Out of curiosity I just tried wanikani for a few minutes, and I can't really follow what it's trying to do. It seems to be devoted to the idea of learning radicals first and then building kanji knowledge on top, is that the idea?

Obviously not meaning to discourage anyone from it, but I've not heard of learning that way before (native speakers don't generally know the names or meanings of most radicals). Also some of the listed meanings are surprising - 也 "alligator", 各 "kiss", 歹 "yakuza" etc. Not sure where those are coming from.

I've only looked at the radical part; the site says I need to wait 90 minutes to try kanji.

The whole process is explained in this Tofugu article. It's very long though (but I found it interesting enough when I read it to give WK a shot).

The gist of it is that the meaning of the radicals are just building blocks. They use these radicals to construct mnemonics to help users to remember both the meaning and the reading of the kanji itself. The method only teaches one reading with the kanji, the one reading that comes up more often, regardless of whether it's the on'yomi or the kun'yomi. The other readings are introduced when studying the vocabulary.

bobbywatson wrote:

The whole process is explained in this Tofugu article.

Hmm, thanks that makes things clear. But.... weird. Whatever works, I guess? If one needs to learn meanings in isolation then mnemonics make sense, but I always sort of assumed everyone learned kanji as part of vocabulary. I mean, there's lots of kanji that if you showed me the character on its own I'd be hard-pressed to say what it means, but I could easily read 10 or 20 words that contained it, you know? But to each their own.

----

That said, everyone knows that the best way to learn is with memes, so here's everyone's homework for today. Lots of useful phrases in here that you can use in everyday conversation:

Adjectives... so many of them sound alike to me.

JLPT N1 here. Not much I can offer re kanji since I barely squeaked by that section in my N1 test many moons ago—my studying was mainly done with flash cards using Mnemosyne. Working and having to read/write emails in a mainly Japanese speaking office for 5 years did much more for me kanji acquisition wise than studying for the test ever did. Still can’t write by hand worth a damn though.

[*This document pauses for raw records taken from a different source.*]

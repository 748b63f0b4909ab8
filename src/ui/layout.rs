//! Layout management and calculations

use ratatui::layout::{Constraint, Direction, Layout, Rect};

/// Manages layout calculations and constraints for the UI
pub struct LayoutManager;

impl LayoutManager {
    /// Split the screen into the main content and a one-line status bar
    #[must_use]
    pub fn main_layout(area: Rect) -> [Rect; 2] {
        let top_height = area.height.saturating_sub(1);
        let top_area = Rect::new(area.x, area.y, area.width, top_height);
        let status_area = Rect::new(area.x, area.y.saturating_add(top_height), area.width, area.height.min(1));
        [top_area, status_area]
    }

    /// Calculate a centered rectangle with percentage width and fixed line height
    #[must_use]
    pub fn centered_rect_lines(percent_x: u16, height_lines: u16, r: Rect) -> Rect {
        let popup_layout = Layout::default()
            .direction(Direction::Vertical)
            .constraints([
                Constraint::Min(0),
                Constraint::Length(height_lines.min(r.height)),
                Constraint::Min(0),
            ])
            .split(r);

        Self::centered_columns(percent_x.min(100), popup_layout[1])
    }

    fn centered_columns(percent_x: u16, row: Rect) -> Rect {
        Layout::default()
            .direction(Direction::Horizontal)
            .constraints([
                Constraint::Percentage((100 - percent_x) / 2),
                Constraint::Percentage(percent_x),
                Constraint::Percentage((100 - percent_x) / 2),
            ])
            .split(row)[1]
    }
}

Speaking/listening has always been my strong suit (I think I ended up getting the full 60/60 for that section on the test, actually). I credit this mainly to a youth spent watching way, way too much anime. By the time I took my first class I already had an ear for what sounded “right”, although I did tend to use 俺 rather than 私 for a while, which looking back on it was very cringe.

I believe it’s been mentioned both in this thread and elsewhere , but watching/reading media in Japanese you’re already familiar with in English (or whatever your native language is) is definitely an approach I advocate. Even if it’s not something you are already familiar with, so long as you are consistently engaging with it and approaching your engagement with a language learner mindset, I believe there’s a lot of progress that can be made even without more formal study.

Edit:

fenomas wrote:

I mean, there's lots of kanji that if you showed me the character on its own I'd be hard-pressed to say what it means, but I could easily read 10 or 20 words that contained it, you know? But to each their own.

This is the way.

fenomas wrote:

Hmm, thanks that makes things clear. But.... weird. Whatever works, I guess?

It's based on the same principle of the Memory Palace that can be used to memorise large amounts of relatively disconnected information. This is especially useful since we suck at remembering symbols, but are really, really good at remembering stupid images (which feeds into your meme suggestion!). Traditional teaching of Kanji is just brute force exposure and repetition, which works if you're living and working in Japanese culture with complete language immersion since you get it naturally. Not sure it's efficient to do that method with studying.

My own experience with WK (and the underlying principle, which I first found in Remembering the Kanji has been pretty positive. There are a relatively small number of elements that build any kanji, which allows for a minimum of brute, deliberate memorisation. From these, each kanji can be associated with a vivid image that incorporates those elements as an aid to both meaning *and* to how to pronounce it. Over time, of course, you're entirely correct that exposure via vocabulary and grammar as part of reading will eventually mean that the mnemonic is no longer required. WK isn't a ladder up the kanji cliff, but rather a bunch of climbing spikes and safety ropes to help you start the climb and not fall too far if you forget something.

Still, horses for courses and all that. Whatever works!

If you do want to truly master kanji, mnemonics is the only way. You're basically cramming the equivalent of the 9-10 years of intense kanji study that children do at school into, well, whatever time you can dedicate to it. An ideal mnemonic should encompass the radicals and the most common meanings. In terms of being able to write the kanji, if you can include the radicals in order they appear, well even better. Henshall's guide was a good start for me but, as it tells you I think, the best mnemonics are the ones you make yourself.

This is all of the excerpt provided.